When enabled, during migration, the data in the view will be preserved and explicit migrations can be provided to modify the data (analogous to object migrations). This also means that materialized views can be renamed without losing the data.

Once enabled, there is no way to force view recreation without disabling the feature. It could be worked around by truncating the backing table manually.

Without this feature enabled, if a materialized view gets any structural change, for example: adding a (nullable) column, deleting a column, changing column type, etc... the underlying Snowflake table is re-created.

The old table is renamed to MY_TABLE_xxx where xxx is the migration ID, and a new table with the correct structure is created.

It is then expected that a REFRESH transaction without any query restrictions will be run manually on the materialized view to re-populate the data.

Without the manual REFRESH transaction, the materialized view table will stay empty after migration.

How does Depot schema migration work when rolling back changes?

Question

note

How does depot schema migration work when rolling back changes?

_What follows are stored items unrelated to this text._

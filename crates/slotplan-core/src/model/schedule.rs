//! Solve output.
//!
//! A Schedule is a value: every solve builds a new one and callers replace
//! the previous one wholesale.

use serde::{Deserialize, Serialize};
use std::collections::{BTreeMap, BTreeSet};

use super::event::FixedEvent;
use super::slot::{TimeRange, TimeSlot};

/// Whether the search proved its result optimal.
#[derive(Debug, Clone, Copy, PartialEq, Eq, Serialize, Deserialize)]
#[serde(rename_all = "snake_case")]
pub enum SolveOptimality {
    /// Search space exhausted
    Optimal,
    /// Time or node budget ran out; best assignment found so far
    BudgetExhausted,
}

/// One task placed on the calendar.
#[derive(Debug, Clone, PartialEq, Serialize, Deserialize)]
pub struct Assignment {
    pub task_id: String,
    pub label: String,
    pub slot: TimeSlot,
    /// Utility reported for this placement
    pub score: f64,
    /// Utility multiplied by the task's priority weight
    pub weighted_score: f64,
    /// Carried over from a previous schedule because it was already running
    #[serde(default)]
    pub locked: bool,
}

/// Conflict-free assignment of tasks for one horizon.
#[derive(Debug, Clone, PartialEq, Serialize, Deserialize)]
pub struct Schedule {
    pub horizon: TimeRange,
    /// Task id to placement
    pub assignments: BTreeMap<String, Assignment>,
    /// Fixed events inside the horizon, untouched
    pub fixed_events: Vec<FixedEvent>,
    /// Sum of placement utilities
    pub total_utility: f64,
    /// Sum of priority-weighted utilities (the maximized quantity)
    pub objective: f64,
    /// Tasks with no feasible slot
    pub unscheduled: BTreeSet<String>,
    pub optimality: SolveOptimality,
    /// (task, slot) pairs scored with the default because the oracle failed
    #[serde(default)]
    pub fallback_scores: usize,
}

impl Schedule {
    /// An empty schedule over `horizon`.
    pub fn empty(horizon: TimeRange, fixed_events: Vec<FixedEvent>) -> Self {
        Self {
            horizon,
            assignments: BTreeMap::new(),
            fixed_events,
            total_utility: 0.0,
            objective: 0.0,
            unscheduled: BTreeSet::new(),
            optimality: SolveOptimality::Optimal,
            fallback_scores: 0,
        }
    }

    pub fn slot_of(&self, task_id: &str) -> Option<&TimeSlot> {
        self.assignments.get(task_id).map(|a| &a.slot)
    }

    pub fn is_scheduled(&self, task_id: &str) -> bool {
        self.assignments.contains_key(task_id)
    }

    pub fn scheduled_count(&self) -> usize {
        self.assignments.len()
    }

    pub fn is_optimal(&self) -> bool {
        self.optimality == SolveOptimality::Optimal
    }

    /// Whether some utilities came from the default score.
    pub fn is_degraded(&self) -> bool {
        self.fallback_scores > 0
    }

    /// Assignments in calendar order.
    pub fn ordered(&self) -> Vec<&Assignment> {
        let mut list: Vec<&Assignment> = self.assignments.values().collect();
        list.sort_by(|a, b| a.slot.start.cmp(&b.slot.start).then_with(|| a.task_id.cmp(&b.task_id)));
        list
    }

    /// Pairs of ids whose intervals overlap. Empty for any solver output.
    pub fn conflicts(&self) -> Vec<(String, String)> {
        let mut items: Vec<(&str, &TimeSlot)> = self
            .assignments
            .values()
            .map(|a| (a.task_id.as_str(), &a.slot))
            .chain(self.fixed_events.iter().map(|e| (e.id.as_str(), &e.slot)))
            .collect();
        items.sort_by_key(|(_, slot)| slot.start);

        let mut found = Vec::new();
        for (i, (id_a, a)) in items.iter().enumerate() {
            for (id_b, b) in &items[i + 1..] {
                if b.start >= a.end {
                    break;
                }
                if a.overlaps(b) {
                    found.push((id_a.to_string(), id_b.to_string()));
                }
            }
        }
        found
    }
}
//! Per-solve scoring adapter.
//!
//! Wraps a [`ScoringFunction`] for the duration of a single solve. Scores are
//! memoized by (task id, slot). Oracle failures degrade to the configured
//! default score. A cache is built per solve and dropped with it.

use std::collections::HashMap;

use super::ScoringFunction;
use crate::model::{Preferences, Task, TimeSlot};

pub struct ScoreCache<'a> {
    scorer: &'a dyn ScoringFunction,
    preferences: &'a Preferences,
    default_score: f64,
    scores: HashMap<(String, TimeSlot), f64>,
    fallbacks: usize,
    oracle_calls: usize,
}

impl<'a> ScoreCache<'a> {
    pub fn new(
        scorer: &'a dyn ScoringFunction,
        preferences: &'a Preferences,
        default_score: f64,
    ) -> Self {
        Self {
            scorer,
            preferences,
            default_score,
            scores: HashMap::new(),
            fallbacks: 0,
            oracle_calls: 0,
        }
    }

    /// Utility of running `task` in `slot`.
    ///
    /// Slots outside the task window score negative infinity. When the
    /// oracle is unavailable or answers NaN, the default score is used.
    pub fn score(&mut self, task: &Task, slot: &TimeSlot) -> f64 {
        if !task.window_contains(slot) {
            return f64::NEG_INFINITY;
        }

        let key = (task.id.clone(), *slot);
        if let Some(score) = self.scores.get(&key) {
            return *score;
        }

        self.oracle_calls += 1;
        let score = match self.scorer.score(task, slot, self.preferences) {
            Ok(value) if !value.is_nan() => value,
            Ok(_) => {
                tracing::debug!(task_id = %task.id, start = %slot.start, "oracle returned NaN");
                self.fallbacks += 1;
                self.default_score
            }
            Err(err) => {
                tracing::debug!(task_id = %task.id, start = %slot.start, error = %err, "oracle failed");
                self.fallbacks += 1;
                self.default_score
            }
        };
        self.scores.insert(key, score);
        score
    }

    /// Number of pairs scored with the default.
    pub fn fallbacks(&self) -> usize {
        self.fallbacks
    }

    /// Number of distinct pairs sent to the oracle.
    pub fn oracle_calls(&self) -> usize {
        self.oracle_calls
    }
}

  • Environment has un-versioned (no version property) schema A.
  • A new version of schema A (version: 2 ) is deployed.
  • Rollback changes to schema A back to original version (step 1).

For #3 - do I need to change schema version to 3 to rollback?

Example:

  • A has property x and is deployed
  • A ’s property x is renamed to y and is deployed. Version set to 2.
  • I want to rename A’s property y back to x . Should I set version to 3?

Answer

For #3, if the rollback is a conscious rollback, then yes, you need to change the schema version back to version 3, otherwise it doesn't actually rollback.

You could think that this is not a rollback, but a normal change (which happens to be back to the old structure).

If rolling back is manually reverting the schema to a previous state, after a successful deployment that changes from 1 -> 2 you will need to create a new version 3 that undoes the changes.

If the change from 1 -> 2 fails and it rolls back (in the sense that we consider a rollback) then you won't ever see v2 deployed.